* **Source records**:
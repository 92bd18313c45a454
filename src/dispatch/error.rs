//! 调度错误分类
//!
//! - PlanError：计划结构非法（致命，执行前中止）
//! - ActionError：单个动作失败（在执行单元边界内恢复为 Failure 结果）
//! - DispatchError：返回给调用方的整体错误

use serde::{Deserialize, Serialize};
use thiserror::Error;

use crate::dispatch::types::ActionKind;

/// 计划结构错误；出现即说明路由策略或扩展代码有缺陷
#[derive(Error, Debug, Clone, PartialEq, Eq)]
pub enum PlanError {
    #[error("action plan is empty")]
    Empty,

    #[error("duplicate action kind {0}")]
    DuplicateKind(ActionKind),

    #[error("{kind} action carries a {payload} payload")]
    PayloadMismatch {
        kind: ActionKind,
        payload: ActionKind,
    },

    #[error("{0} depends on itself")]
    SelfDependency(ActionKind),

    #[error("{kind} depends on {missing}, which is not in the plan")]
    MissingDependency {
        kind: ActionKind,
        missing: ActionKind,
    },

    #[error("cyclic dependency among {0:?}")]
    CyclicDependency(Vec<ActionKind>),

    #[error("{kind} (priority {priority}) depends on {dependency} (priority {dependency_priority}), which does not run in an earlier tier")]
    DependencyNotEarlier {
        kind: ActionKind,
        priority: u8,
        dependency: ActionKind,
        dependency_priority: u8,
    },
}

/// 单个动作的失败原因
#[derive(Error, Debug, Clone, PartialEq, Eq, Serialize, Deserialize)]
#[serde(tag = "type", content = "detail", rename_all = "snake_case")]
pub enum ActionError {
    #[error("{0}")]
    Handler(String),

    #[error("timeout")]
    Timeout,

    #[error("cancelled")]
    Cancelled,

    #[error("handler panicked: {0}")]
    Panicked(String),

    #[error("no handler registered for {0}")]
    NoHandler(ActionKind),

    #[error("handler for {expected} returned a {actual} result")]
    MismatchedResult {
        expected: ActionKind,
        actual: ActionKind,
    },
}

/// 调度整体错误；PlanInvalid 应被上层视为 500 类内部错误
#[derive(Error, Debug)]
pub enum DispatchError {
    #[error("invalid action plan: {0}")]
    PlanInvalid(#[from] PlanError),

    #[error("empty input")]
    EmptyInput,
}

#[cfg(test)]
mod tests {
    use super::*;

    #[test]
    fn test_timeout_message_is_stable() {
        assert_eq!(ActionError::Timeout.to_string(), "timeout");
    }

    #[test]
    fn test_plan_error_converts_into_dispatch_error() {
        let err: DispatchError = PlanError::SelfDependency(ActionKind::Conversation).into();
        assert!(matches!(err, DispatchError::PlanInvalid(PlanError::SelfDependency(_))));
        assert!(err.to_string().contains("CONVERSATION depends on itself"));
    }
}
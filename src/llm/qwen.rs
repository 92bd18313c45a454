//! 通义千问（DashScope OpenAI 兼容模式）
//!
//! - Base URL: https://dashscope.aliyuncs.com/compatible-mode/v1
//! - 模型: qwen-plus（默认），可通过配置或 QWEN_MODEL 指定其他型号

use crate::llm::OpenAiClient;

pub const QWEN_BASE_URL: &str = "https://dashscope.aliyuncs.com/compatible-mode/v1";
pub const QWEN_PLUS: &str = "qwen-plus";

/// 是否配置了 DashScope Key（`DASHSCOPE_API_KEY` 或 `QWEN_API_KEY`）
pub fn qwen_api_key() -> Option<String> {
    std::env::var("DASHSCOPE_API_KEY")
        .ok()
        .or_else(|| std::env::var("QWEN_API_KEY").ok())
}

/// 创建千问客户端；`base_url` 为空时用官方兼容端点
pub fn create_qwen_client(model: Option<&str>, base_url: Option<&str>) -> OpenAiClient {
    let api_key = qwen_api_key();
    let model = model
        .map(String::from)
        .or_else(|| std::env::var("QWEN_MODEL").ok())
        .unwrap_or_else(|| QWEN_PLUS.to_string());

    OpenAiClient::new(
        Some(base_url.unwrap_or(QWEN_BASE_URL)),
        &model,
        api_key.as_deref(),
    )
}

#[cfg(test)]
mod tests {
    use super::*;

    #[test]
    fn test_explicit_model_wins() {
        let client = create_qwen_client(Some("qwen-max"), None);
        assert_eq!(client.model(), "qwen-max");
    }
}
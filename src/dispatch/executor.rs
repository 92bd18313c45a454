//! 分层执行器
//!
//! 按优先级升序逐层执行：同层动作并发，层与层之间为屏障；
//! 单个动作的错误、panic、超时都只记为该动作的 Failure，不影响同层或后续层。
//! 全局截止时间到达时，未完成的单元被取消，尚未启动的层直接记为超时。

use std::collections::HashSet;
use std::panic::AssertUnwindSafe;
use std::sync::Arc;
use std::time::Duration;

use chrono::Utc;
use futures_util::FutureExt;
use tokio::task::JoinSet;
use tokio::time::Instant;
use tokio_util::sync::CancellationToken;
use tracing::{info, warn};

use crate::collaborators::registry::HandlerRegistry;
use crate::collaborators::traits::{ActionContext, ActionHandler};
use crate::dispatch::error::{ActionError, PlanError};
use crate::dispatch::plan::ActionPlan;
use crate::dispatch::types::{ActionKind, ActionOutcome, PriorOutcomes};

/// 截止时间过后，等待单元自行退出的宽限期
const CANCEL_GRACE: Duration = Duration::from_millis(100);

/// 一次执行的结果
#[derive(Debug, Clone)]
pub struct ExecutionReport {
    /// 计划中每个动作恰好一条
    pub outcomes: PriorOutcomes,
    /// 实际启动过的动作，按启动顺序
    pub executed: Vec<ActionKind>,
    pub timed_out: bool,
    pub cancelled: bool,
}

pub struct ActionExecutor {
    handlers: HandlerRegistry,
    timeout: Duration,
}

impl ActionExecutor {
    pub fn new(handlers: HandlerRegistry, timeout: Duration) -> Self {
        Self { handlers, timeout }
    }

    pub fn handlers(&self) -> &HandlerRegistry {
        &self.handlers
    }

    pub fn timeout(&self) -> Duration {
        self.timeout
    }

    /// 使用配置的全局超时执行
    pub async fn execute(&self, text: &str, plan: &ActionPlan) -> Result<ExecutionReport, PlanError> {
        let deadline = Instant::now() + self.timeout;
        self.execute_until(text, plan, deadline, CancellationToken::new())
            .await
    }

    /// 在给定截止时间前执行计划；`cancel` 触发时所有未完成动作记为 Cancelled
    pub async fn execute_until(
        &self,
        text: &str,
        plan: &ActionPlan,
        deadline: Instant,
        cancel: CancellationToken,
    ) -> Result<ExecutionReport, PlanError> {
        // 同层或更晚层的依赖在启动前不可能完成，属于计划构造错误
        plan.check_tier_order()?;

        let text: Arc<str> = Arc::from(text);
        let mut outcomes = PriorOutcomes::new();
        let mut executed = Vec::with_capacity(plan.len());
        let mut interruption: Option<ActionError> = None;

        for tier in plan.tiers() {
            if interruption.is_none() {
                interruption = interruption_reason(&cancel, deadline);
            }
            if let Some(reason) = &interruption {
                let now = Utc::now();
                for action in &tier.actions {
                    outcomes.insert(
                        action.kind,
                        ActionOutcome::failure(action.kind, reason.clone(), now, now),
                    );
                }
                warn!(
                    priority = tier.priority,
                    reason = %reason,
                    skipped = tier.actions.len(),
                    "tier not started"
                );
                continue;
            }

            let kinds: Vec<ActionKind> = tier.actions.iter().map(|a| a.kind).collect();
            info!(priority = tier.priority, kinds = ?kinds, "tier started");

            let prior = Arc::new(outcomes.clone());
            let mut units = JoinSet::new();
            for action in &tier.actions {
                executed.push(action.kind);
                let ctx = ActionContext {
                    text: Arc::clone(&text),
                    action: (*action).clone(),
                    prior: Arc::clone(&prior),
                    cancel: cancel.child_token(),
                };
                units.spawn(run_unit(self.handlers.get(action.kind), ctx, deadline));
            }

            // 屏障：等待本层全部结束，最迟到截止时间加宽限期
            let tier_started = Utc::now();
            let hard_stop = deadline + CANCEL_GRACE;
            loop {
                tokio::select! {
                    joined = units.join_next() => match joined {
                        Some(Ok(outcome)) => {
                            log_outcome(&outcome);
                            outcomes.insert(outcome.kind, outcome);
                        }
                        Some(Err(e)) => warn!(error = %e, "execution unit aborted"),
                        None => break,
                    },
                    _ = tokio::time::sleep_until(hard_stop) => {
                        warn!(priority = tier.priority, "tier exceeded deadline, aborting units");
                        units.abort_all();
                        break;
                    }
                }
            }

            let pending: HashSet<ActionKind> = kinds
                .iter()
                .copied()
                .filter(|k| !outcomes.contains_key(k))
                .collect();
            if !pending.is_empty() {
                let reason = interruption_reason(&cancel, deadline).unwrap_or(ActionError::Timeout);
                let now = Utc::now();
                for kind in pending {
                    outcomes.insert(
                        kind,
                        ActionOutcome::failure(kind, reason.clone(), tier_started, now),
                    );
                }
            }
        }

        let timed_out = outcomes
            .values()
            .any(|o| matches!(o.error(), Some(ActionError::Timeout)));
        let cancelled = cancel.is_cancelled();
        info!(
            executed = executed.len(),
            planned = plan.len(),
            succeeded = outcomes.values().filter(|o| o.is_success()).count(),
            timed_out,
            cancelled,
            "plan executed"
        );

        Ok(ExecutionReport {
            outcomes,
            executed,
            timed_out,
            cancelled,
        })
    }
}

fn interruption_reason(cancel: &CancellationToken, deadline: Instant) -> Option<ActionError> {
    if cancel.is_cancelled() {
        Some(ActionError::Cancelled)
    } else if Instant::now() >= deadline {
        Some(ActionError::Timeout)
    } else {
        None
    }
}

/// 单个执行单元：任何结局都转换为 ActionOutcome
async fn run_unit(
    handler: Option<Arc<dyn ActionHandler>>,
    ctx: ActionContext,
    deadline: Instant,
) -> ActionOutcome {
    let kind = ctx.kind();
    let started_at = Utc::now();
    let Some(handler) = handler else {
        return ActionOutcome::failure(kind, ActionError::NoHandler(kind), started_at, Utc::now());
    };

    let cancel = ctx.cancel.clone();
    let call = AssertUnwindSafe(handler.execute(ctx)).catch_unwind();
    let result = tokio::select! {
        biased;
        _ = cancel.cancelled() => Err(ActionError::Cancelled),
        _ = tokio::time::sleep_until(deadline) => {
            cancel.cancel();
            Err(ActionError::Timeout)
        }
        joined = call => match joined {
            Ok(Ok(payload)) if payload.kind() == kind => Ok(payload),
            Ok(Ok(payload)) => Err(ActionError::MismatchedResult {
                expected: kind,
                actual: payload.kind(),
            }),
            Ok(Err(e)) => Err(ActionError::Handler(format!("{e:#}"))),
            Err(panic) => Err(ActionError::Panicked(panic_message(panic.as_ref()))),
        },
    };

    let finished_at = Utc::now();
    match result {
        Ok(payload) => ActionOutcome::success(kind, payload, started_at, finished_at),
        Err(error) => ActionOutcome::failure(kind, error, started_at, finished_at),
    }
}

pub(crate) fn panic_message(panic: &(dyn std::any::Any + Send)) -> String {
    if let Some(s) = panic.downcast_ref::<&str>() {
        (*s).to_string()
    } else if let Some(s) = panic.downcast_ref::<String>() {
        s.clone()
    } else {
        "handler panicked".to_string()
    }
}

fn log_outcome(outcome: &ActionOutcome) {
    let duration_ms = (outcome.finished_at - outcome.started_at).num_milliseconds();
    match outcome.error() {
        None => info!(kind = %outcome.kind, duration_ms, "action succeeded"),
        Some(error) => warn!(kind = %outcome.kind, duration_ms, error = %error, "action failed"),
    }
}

* **Your objective**:
Exact reproduction is required: output the lines from the start of the entries above through the line with "use thiserror::Error;".

* **Written answer**:
repository 92bd18313c45a454
filename src/dispatch/error.rs
//! 调度错误分类
//!
//! - PlanError：计划结构非法（致命，执行前中止）
//! - ActionError：单个动作失败（在执行单元边界内恢复为 Failure 结果）
//! - DispatchError：返回给调用方的整体错误

use serde::{Deserialize, Serialize};
use thiserror::Error;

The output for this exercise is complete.